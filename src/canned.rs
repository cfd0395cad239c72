//! Keyword-triggered canned replies, answered without contacting the model.
//!
//! Table order is priority order: the first keyword found as a substring of
//! the lowercased input wins. No fuzzy matching.

/// Fixed keyword → response table for common coaching questions.
pub const CANNED_RESPONSES: &[(&str, &str)] = &[
    (
        "hello",
        "Hello! I'm your AI life coach. I help people build better habits and develop their personality. What would you like to work on today? 😊",
    ),
    (
        "hi",
        "Hi there! I'm excited to help you with personal development. Are you looking to improve your morning routine, build new habits, or work on specific skills?",
    ),
    (
        "help",
        "I can help you with:\n• 🌅 Building morning/evening routines\n• 💪 Developing new habits\n• 🧠 Personality development\n• ⚡ Productivity strategies\n• 👥 Social skills improvement\n• 📚 Learning new skills\n\nWhat interests you most?",
    ),
    (
        "routine",
        "**Great morning routine template:**\n⏰ 6:00 AM - Wake up, drink water\n🧘 6:15 AM - Meditation/mindfulness (15min)\n🏃 6:30 AM - Exercise (yoga, jogging, stretching)\n🍎 7:00 AM - Healthy breakfast\n📋 7:30 AM - Plan day & set goals\n💼 8:00 AM - Start focused work",
    ),
    (
        "habit",
        "**Habit formation strategy:**\n1. **Start small** - 5 minutes daily\n2. **Be consistent** - Same time every day\n3. **Track progress** - Use a habit tracker\n4. **Celebrate wins** - Reward yourself\n5. **Stay accountable** - Share your goals",
    ),
    (
        "sleep",
        "**For better sleep:**\n1. 📵 Digital detox 1 hour before bed\n2. ⏰ Consistent sleep schedule\n3. 🌙 Dark, cool bedroom\n4. 🧘 Relaxation techniques\n5. ☕ No caffeine after 2 PM",
    ),
    (
        "productivity",
        "**Productivity tips:**\n1. 🕒 Time blocking technique\n2. 🍅 Pomodoro method (25min work, 5min break)\n3. 🎯 Prioritize 3 main tasks daily\n4. 🔕 Eliminate distractions\n5. 🏖️ Regular breaks",
    ),
    (
        "social",
        "**Social skills development:**\n1. 👂 Practice active listening\n2. 💬 Start small conversations daily\n3. 😊 Maintain eye contact and smile\n4. ❓ Ask open-ended questions\n5. 🤝 Join social groups or clubs",
    ),
];

/// Return the canned reply for the first keyword contained in `message`,
/// case-insensitively, or `None` when nothing matches.
pub fn match_canned(message: &str) -> Option<&'static str> {
    let lowercase = message.to_lowercase();
    CANNED_RESPONSES
        .iter()
        .find(|(keyword, _)| lowercase.contains(keyword))
        .map(|(_, response)| *response)
}

#[cfg(test)]
mod tests {
    use super::*;

    #[test]
    fn test_hello_matches_any_case() {
        let expected = CANNED_RESPONSES[0].1;
        assert_eq!(match_canned("hello"), Some(expected));
        assert_eq!(match_canned("HELLO coach"), Some(expected));
        assert_eq!(match_canned("well, Hello again"), Some(expected));
    }

    #[test]
    fn test_table_order_is_priority() {
        // Contains both "hello" and (via "this") "hi"; the earlier entry wins.
        assert_eq!(match_canned("hello, is this on?"), Some(CANNED_RESPONSES[0].1));
    }

    #[test]
    fn test_keyword_inside_longer_message() {
        let reply = match_canned("I need a better morning routine").unwrap();
        assert!(reply.contains("morning routine template"));
    }

    #[test]
    fn test_no_match() {
        assert_eq!(match_canned("tell me about quantum physics"), None);
        assert_eq!(match_canned(""), None);
    }
}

**EXERCISE OBJECTIVE:** If a line in the material above contains the word "this", copy it.

**YOUR SOLUTION:**
        // Contains both "hello" and (via "this") "hi"; the earlier entry wins.
        assert_eq!(match_canned("hello, is this on?"), Some(CANNED_RESPONSES[0].1));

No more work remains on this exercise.